La escalada de tensiones en Medio Oriente y el riesgo de interrupciones en el estrecho de Ormuz comenzaron a generar consecuencias en el comercio exterior argentino. El paso marítimo, por donde circula cerca del 20% del petróleo que se comercializa a nivel global, es uno de los puntos logísticos más sensibles del mundo y cualquier alteración en su funcionamiento repercute en costos de transporte, seguros y disponibilidad de rutas marítimas.
En las últimas semanas, empresas argentinas que dependen del comercio internacional comenzaron a advertir un aumento en los costos logísticos y demoras en las operaciones. Según operadores del sector, el impacto se observa tanto en las importaciones de insumos industriales como en las exportaciones de productos argentinos, que enfrentan mayores costos de flete y seguros marítimos.
El problema radica en que el estrecho de Ormuz conecta el Golfo Pérsico con el océano Índico y es clave para el transporte de petróleo, gas y mercaderías entre Asia, Europa y otros mercados. Ante el riesgo de conflictos o bloqueos, varias navieras comenzaron a modificar rutas o incrementar las primas de seguro, lo que se traduce en mayores costos para las empresas que comercian a nivel global.

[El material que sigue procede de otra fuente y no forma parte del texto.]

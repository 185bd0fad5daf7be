//! View model of the bounty board.
//!
//! A [`BoardView`] is what one open page holds: it signs in, mirrors the
//! leaderboard collection into a live set, derives a debounced ranking
//! from it and keeps an edit buffer per card. The store is reached only
//! through the injected [`Backend`], so tests can drive a view with a
//! fake.

pub mod backend;
pub mod debounce;
pub mod edit;
pub mod error;
pub mod live_set;
pub mod ranking;
pub mod view;

#[cfg(test)]
pub(crate) mod fake;

pub use backend::{Backend, SnapshotStream, StoreBackend};
pub use debounce::Debouncer;
pub use error::BoardError;
pub use live_set::LiveState;
pub use ranking::DisplayedRanking;
pub use view::{BoardOptions, BoardSnapshot, BoardView};
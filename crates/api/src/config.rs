use std::path::PathBuf;
use std::str::FromStr;
use std::time::Duration;

use axum::http::HeaderValue;
use wanted_core::collection::CollectionPath;

/// Problems found while reading configuration from the environment.
#[derive(Debug, thiserror::Error)]
pub enum ConfigError {
    /// A required variable is absent or blank.
    #[error("{0} must be set")]
    Missing(&'static str),

    /// A variable is present but cannot be parsed.
    #[error("{var} has an invalid value: {value:?}")]
    Invalid { var: &'static str, value: String },
}

/// Listener settings. Every field has a default, so this always loads
/// unless a value is malformed.
#[derive(Debug, Clone)]
pub struct ServerConfig {
    /// Bind address (default: `0.0.0.0`).
    pub host: String,
    /// Bind port (default: `3000`).
    pub port: u16,
    /// Allowed CORS origins, parsed from comma-separated `CORS_ORIGINS`.
    pub cors_origins: Vec<String>,
    /// HTTP request timeout in seconds (default: `30`).
    pub request_timeout_secs: u64,
}

impl ServerConfig {
    /// Load listener configuration from environment variables.
    ///
    /// | Env Var                | Default                    |
    /// |------------------------|----------------------------|
    /// | `HOST`                 | `0.0.0.0`                  |
    /// | `PORT`                 | `3000`                     |
    /// | `CORS_ORIGINS`         | `http://localhost:5173`    |
    /// | `REQUEST_TIMEOUT_SECS` | `30`                       |
    pub fn from_env() -> Result<Self, ConfigError> {
        Self::from_lookup(|var| std::env::var(var).ok())
    }

    pub fn from_lookup<F>(lookup: F) -> Result<Self, ConfigError>
    where
        F: Fn(&str) -> Option<String>,
    {
        let host = lookup("HOST").unwrap_or_else(|| "0.0.0.0".into());
        if host.parse::<std::net::IpAddr>().is_err() {
            return Err(ConfigError::Invalid {
                var: "HOST",
                value: host,
            });
        }

        let cors_origins: Vec<String> = lookup("CORS_ORIGINS")
            .unwrap_or_else(|| "http://localhost:5173".into())
            .split(',')
            .map(|s| s.trim().to_string())
            .filter(|s| !s.is_empty())
            .collect();
        if let Some(bad) = cors_origins
            .iter()
            .find(|o| o.parse::<HeaderValue>().is_err())
        {
            return Err(ConfigError::Invalid {
                var: "CORS_ORIGINS",
                value: bad.clone(),
            });
        }

        Ok(Self {
            host,
            port: parse_or(&lookup, "PORT", 3000)?,
            cors_origins,
            request_timeout_secs: parse_or(&lookup, "REQUEST_TIMEOUT_SECS", 30)?,
        })
    }
}

/// Settings the board cannot run without. When any required value is
/// missing the server starts in setup mode instead.
#[derive(Debug, Clone)]
pub struct BoardConfig {
    /// Leaderboard collection, derived from `APP_ID`.
    pub collection: CollectionPath,
    /// Shared admin password, compared in cleartext.
    pub admin_password: String,
    /// Quiet period before the displayed order re-sorts.
    pub sort_delay: Duration,
    /// Lifetime of an admin session token.
    pub session_hours: i64,
    /// Optional newline-separated list of names used to seed an empty board.
    pub seed_file: Option<PathBuf>,
}

impl BoardConfig {
    /// Load board configuration from environment variables.
    ///
    /// | Env Var               | Required | Default |
    /// |-----------------------|----------|---------|
    /// | `APP_ID`              | **yes**  | --      |
    /// | `ADMIN_PASSWORD`      | **yes**  | --      |
    /// | `SORT_DELAY_MS`       | no       | `750`   |
    /// | `ADMIN_SESSION_HOURS` | no       | `12`    |
    /// | `SEED_FILE`           | no       | unset   |
    pub fn from_env() -> Result<Self, ConfigError> {
        Self::from_lookup(|var| std::env::var(var).ok())
    }

    pub fn from_lookup<F>(lookup: F) -> Result<Self, ConfigError>
    where
        F: Fn(&str) -> Option<String>,
    {
        let app_id = required(&lookup, "APP_ID")?;
        let collection = CollectionPath::leaderboard(&app_id).map_err(|_| ConfigError::Invalid {
            var: "APP_ID",
            value: app_id.clone(),
        })?;
        let admin_password = required(&lookup, "ADMIN_PASSWORD")?;
        let sort_delay_ms: u64 = parse_or(&lookup, "SORT_DELAY_MS", 750)?;
        let session_hours: i64 = parse_or(&lookup, "ADMIN_SESSION_HOURS", 12)?;
        if session_hours <= 0 {
            return Err(ConfigError::Invalid {
                var: "ADMIN_SESSION_HOURS",
                value: session_hours.to_string(),
            });
        }
        let seed_file = lookup("SEED_FILE")
            .filter(|s| !s.trim().is_empty())
            .map(PathBuf::from);

        Ok(Self {
            collection,
            admin_password,
            sort_delay: Duration::from_millis(sort_delay_ms),
            session_hours,
            seed_file,
        })
    }
}

fn required<F>(lookup: &F, var: &'static str) -> Result<String, ConfigError>
where
    F: Fn(&str) -> Option<String>,
{
    lookup(var)
        .filter(|v| !v.trim().is_empty())
        .ok_or(ConfigError::Missing(var))
}

fn parse_or<F, T>(lookup: &F, var: &'static str, default: T) -> Result<T, ConfigError>
where
    F: Fn(&str) -> Option<String>,
    T: FromStr,
{
    match lookup(var) {
        None => Ok(default),
        Some(raw) => raw
            .trim()
            .parse()
            .map_err(|_| ConfigError::Invalid { var, value: raw }),
    }
}
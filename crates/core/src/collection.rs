//! Logical path of the leaderboard collection inside the document store.

use std::fmt;

use serde::{Deserialize, Serialize};

use crate::error::CoreError;

/// Path of the leaderboard collection for one application namespace:
/// `artifacts/{app_id}/public/data/leaderboard`.
#[derive(Debug, Clone, PartialEq, Eq, Hash, Serialize, Deserialize)]
pub struct CollectionPath(String);

impl CollectionPath {
    /// Build the leaderboard path for an application namespace.
    ///
    /// The id becomes a single path segment, so it may not be blank or
    /// contain `/`.
    pub fn leaderboard(app_id: &str) -> Result<Self, CoreError> {
        let app_id = app_id.trim();
        if app_id.is_empty() {
            return Err(CoreError::Validation("app id must not be empty".into()));
        }
        if app_id.contains('/') {
            return Err(CoreError::Validation(format!(
                "app id '{app_id}' must not contain '/'"
            )));
        }
        Ok(Self(format!("artifacts/{app_id}/public/data/leaderboard")))
    }

    pub fn as_str(&self) -> &str {
        &self.0
    }
}

impl fmt::Display for CollectionPath {
    fn fmt(&self, f: &mut fmt::Formatter<'_>) -> fmt::Result {
        f.write_str(&self.0)
    }
}
//! The leaderboard entry ("outlaw") and the rules that keep its bounty
//! non-negative on every write path.

use serde::{Deserialize, Serialize};
use validator::Validate;

use crate::error::CoreError;
use crate::types::{Bounty, EntryId, Timestamp};

/// Status label stamped on every entry at creation.
pub const STATUS_WANTED: &str = "Wanted";

/// Maximum length of an outlaw name, in characters.
pub const MAX_NAME_LEN: u64 = 80;

/// A stored leaderboard record.
#[derive(Debug, Clone, PartialEq, Eq, Serialize, Deserialize)]
#[serde(rename_all = "camelCase")]
pub struct Entry {
    pub id: EntryId,
    pub name: String,
    pub bounty: Bounty,
    pub image: String,
    pub created_at: Timestamp,
    pub status: String,
}

/// Fields supplied by the caller when posting a new bounty.
///
/// `image`, `created_at`, `status` and `id` are filled in by the store.
#[derive(Debug, Clone, PartialEq, Eq, Deserialize, Validate)]
pub struct NewEntry {
    #[validate(length(min = 1, max = MAX_NAME_LEN, message = "name is blank or too long"))]
    pub name: String,
    pub bounty: Bounty,
    /// Explicit avatar URL. `None` lets the store generate one from the name.
    #[serde(default)]
    pub image: Option<String>,
}

impl NewEntry {
    /// Build a validated entry from raw admin input.
    ///
    /// The name is trimmed and must not be blank. Negative bounties clamp to 0.
    pub fn new(name: &str, bounty: i64) -> Result<Self, CoreError> {
        let entry = Self {
            name: name.trim().to_string(),
            bounty: clamp_bounty(bounty),
            image: None,
        };
        entry
            .validate()
            .map_err(|e| CoreError::Validation(e.to_string()))?;
        Ok(entry)
    }

    /// Use a fixed avatar URL instead of a generated one.
    pub fn with_image(mut self, image: impl Into<String>) -> Self {
        self.image = Some(image.into());
        self
    }
}

/// Clamp a signed amount into the bounty domain.
pub fn clamp_bounty(value: i64) -> Bounty {
    value.max(0) as Bounty
}

/// Apply an increment or decrement to a live bounty, never going below 0.
pub fn apply_delta(current: Bounty, delta: i64) -> Bounty {
    if delta >= 0 {
        current.saturating_add(delta as Bounty)
    } else {
        current.saturating_sub(delta.unsigned_abs())
    }
}

/// Coerce raw text typed into a bounty field.
///
/// Blank input means 0. Any finite decimal is truncated toward zero and
/// clamped to 0 from below. Returns `None` for text that is not a number,
/// in which case no write should be issued.
pub fn parse_bounty_input(raw: &str) -> Option<Bounty> {
    let trimmed = raw.trim();
    if trimmed.is_empty() {
        return Some(0);
    }

    let value: f64 = trimmed.parse().ok()?;
    if !value.is_finite() {
        return None;
    }

    if value <= 0.0 {
        Some(0)
    } else {
        // `as` saturates at u64::MAX for out-of-range floats.
        Some(value.trunc() as Bounty)
    }
}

En el caso argentino, los sectores más expuestos son aquellos que dependen de insumos importados o que exportan productos industriales y agroindustriales hacia mercados asiáticos. Las compañías ya comenzaron a recalcular costos logísticos y revisar contratos de transporte para evitar mayores pérdidas.
Especialistas en comercio exterior advierten que, si la situación se prolonga, el impacto podría sentirse con mayor fuerza en las próximas semanas. Los aumentos en los costos de transporte podrían trasladarse a precios internos o afectar la competitividad de los productos argentinos en los mercados internacionales.

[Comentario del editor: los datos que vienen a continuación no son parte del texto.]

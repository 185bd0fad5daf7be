use std::sync::Arc;

use wanted_board::{BoardOptions, BoardView, StoreBackend};
use wanted_events::EventLog;
use wanted_store::DocumentStore;

use crate::auth::jwt::SessionKeys;
use crate::config::{BoardConfig, ServerConfig};
use crate::ws::WsManager;

/// Shared application state available to all Axum handlers via `State<AppState>`.
///
/// Cheaply cloneable; everything lives behind `Arc`.
#[derive(Clone)]
pub struct AppState {
    pub config: Arc<ServerConfig>,
    pub board_config: Arc<BoardConfig>,
    /// Per-process signing key for admin sessions.
    pub sessions: Arc<SessionKeys>,
    pub store: Arc<DocumentStore>,
    /// Store handle bound to the leaderboard collection. Each WebSocket
    /// connection mounts its own view over it.
    pub backend: Arc<StoreBackend>,
    /// Server-side view backing the HTTP routes.
    pub board: Arc<BoardView>,
    pub ws_manager: Arc<WsManager>,
    pub event_log: Arc<EventLog>,
}

impl AppState {
    /// Options for every board view mounted by this server.
    pub fn board_options(&self) -> BoardOptions {
        BoardOptions {
            sort_delay: self.board_config.sort_delay,
        }
    }
}
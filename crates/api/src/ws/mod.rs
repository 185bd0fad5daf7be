//! WebSocket live board.
//!
//! Every connection mounts its own board view: connecting is a page
//! opening, disconnecting is the page closing.

pub mod frames;
mod handler;
mod heartbeat;
pub mod manager;

pub use handler::ws_handler;
pub use heartbeat::start_heartbeat;
pub use manager::WsManager;
use std::net::SocketAddr;
use std::sync::Arc;
use std::time::Duration;

use tokio_util::sync::CancellationToken;
use tracing_subscriber::{layer::SubscriberExt, util::SubscriberInitExt};

use wanted_api::auth::jwt::SessionKeys;
use wanted_api::config::{BoardConfig, ConfigError, ServerConfig};
use wanted_api::router::{build_app_router, build_setup_router};
use wanted_api::state::AppState;
use wanted_api::ws;
use wanted_board::{BoardOptions, BoardView, StoreBackend};
use wanted_events::{EventBus, EventLog};
use wanted_store::{seed, DocumentStore};

#[tokio::main]
async fn main() {
    dotenvy::dotenv().ok();

    // --- Tracing ---
    tracing_subscriber::registry()
        .with(
            tracing_subscriber::EnvFilter::try_from_default_env()
                .unwrap_or_else(|_| "wanted_api=debug,tower_http=debug".into()),
        )
        .with(tracing_subscriber::fmt::layer())
        .init();

    if let Err(e) = run().await {
        tracing::error!(error = %e, "Server failed");
        std::process::exit(1);
    }
}

#[derive(Debug, thiserror::Error)]
enum StartupError {
    #[error(transparent)]
    Config(#[from] ConfigError),

    #[error("I/O error: {0}")]
    Io(#[from] std::io::Error),

    #[error("Seeding failed: {0}")]
    Seed(#[from] wanted_store::StoreError),
}

async fn run() -> Result<(), StartupError> {
    // --- Configuration ---
    let config = ServerConfig::from_env()?;
    tracing::info!(host = %config.host, port = config.port, "Loaded server configuration");

    let addr = SocketAddr::new(
        config.host.parse().map_err(|_| ConfigError::Invalid {
            var: "HOST",
            value: config.host.clone(),
        })?,
        config.port,
    );
    let listener = tokio::net::TcpListener::bind(addr).await?;

    let board_config = match BoardConfig::from_env() {
        Ok(board_config) => board_config,
        Err(problem) => {
            tracing::warn!(error = %problem, "Board configuration missing or invalid, starting in setup mode");
            tracing::info!(%addr, "Starting setup server");
            let app = build_setup_router(&problem, &config);
            axum::serve(listener, app)
                .with_graceful_shutdown(shutdown_signal())
                .await?;
            return Ok(());
        }
    };
    let path = board_config.collection.clone();

    // --- Event bus ---
    let event_bus = Arc::new(EventBus::default());
    let event_log = Arc::new(EventLog::new());
    let event_log_handle = tokio::spawn(Arc::clone(&event_log).run(event_bus.subscribe()));
    tracing::info!("Event bus created");

    // --- Store ---
    let store = Arc::new(DocumentStore::new().with_event_bus(Arc::clone(&event_bus)));
    if let Some(seed_file) = &board_config.seed_file {
        let names = seed::parse_names(&tokio::fs::read_to_string(seed_file).await?);
        let identity = store.sign_in_anonymously().await;
        let seeded = seed::seed_if_empty(&store, &identity, &path, &names).await?;
        tracing::info!(seeded, file = %seed_file.display(), "Seed file processed");
    }
    tracing::info!(collection = %path, "Document store ready");

    // --- Board ---
    let backend = Arc::new(StoreBackend::new(Arc::clone(&store), path));
    let board = Arc::new(BoardView::mount(
        backend.clone(),
        BoardOptions {
            sort_delay: board_config.sort_delay,
        },
    ));

    // --- WebSocket manager + heartbeat ---
    let ws_manager = Arc::new(ws::WsManager::new());
    let heartbeat_cancel = CancellationToken::new();
    let heartbeat_handle = ws::start_heartbeat(Arc::clone(&ws_manager), heartbeat_cancel.clone());

    // --- App state ---
    let sessions = Arc::new(SessionKeys::generate(board_config.session_hours));
    let state = AppState {
        config: Arc::new(config.clone()),
        board_config: Arc::new(board_config),
        sessions,
        store: Arc::clone(&store),
        backend,
        board,
        ws_manager: Arc::clone(&ws_manager),
        event_log,
    };

    let app = build_app_router(state, &config);

    // --- Start server ---
    tracing::info!(%addr, "Starting server");
    axum::serve(listener, app)
        .with_graceful_shutdown(shutdown_signal())
        .await?;

    // --- Post-shutdown cleanup ---
    tracing::info!("Server stopped accepting connections, cleaning up");

    let ws_count = ws_manager.connection_count().await;
    tracing::info!(ws_count, "Closing remaining WebSocket connections");
    ws_manager.shutdown_all().await;

    heartbeat_cancel.cancel();
    let _ = tokio::time::timeout(Duration::from_secs(5), heartbeat_handle).await;

    // Ends every live subscription.
    store.close().await;

    // The event log stops once every bus handle is gone.
    drop(store);
    drop(event_bus);
    let _ = tokio::time::timeout(Duration::from_secs(5), event_log_handle).await;
    tracing::info!("Graceful shutdown complete");
    Ok(())
}

/// Wait for SIGINT or SIGTERM.
async fn shutdown_signal() {
    let ctrl_c = async {
        if let Err(e) = tokio::signal::ctrl_c().await {
            tracing::error!(error = %e, "Failed to install Ctrl-C handler");
            std::future::pending::<()>().await;
        }
    };

    #[cfg(unix)]
    let terminate = async {
        match tokio::signal::unix::signal(tokio::signal::unix::SignalKind::terminate()) {
            Ok(mut signal) => {
                signal.recv().await;
            }
            Err(e) => {
                tracing::error!(error = %e, "Failed to install SIGTERM handler");
                std::future::pending::<()>().await;
            }
        }
    };

    #[cfg(not(unix))]
    let terminate = std::future::pending::<()>();

    tokio::select! {
        () = ctrl_c => {
            tracing::info!("Received SIGINT (Ctrl-C), starting graceful shutdown");
        }
        () = terminate => {
            tracing::info!("Received SIGTERM, starting graceful shutdown");
        }
    }
}
use wanted_core::types::EntryId;

#[derive(Debug, thiserror::Error)]
pub enum StoreError {
    #[error("Permission denied: {0}")]
    PermissionDenied(String),

    #[error("Document not found: {id} in {collection}")]
    NotFound { collection: String, id: EntryId },

    #[error("Subscription closed")]
    Closed,
}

Además, el encarecimiento del transporte marítimo se suma a un contexto global de volatilidad en los mercados energéticos y logísticos. El estrecho de Ormuz es considerado un “cuello de botella” estratégico: cualquier conflicto en la zona suele provocar subas en los precios del petróleo y alteraciones en el comercio global.
Para Argentina, cuya economía depende en gran medida de las exportaciones agroindustriales y del abastecimiento externo de insumos industriales, los cambios en las rutas marítimas internacionales pueden tener efectos directos en la balanza comercial y en los costos de producción.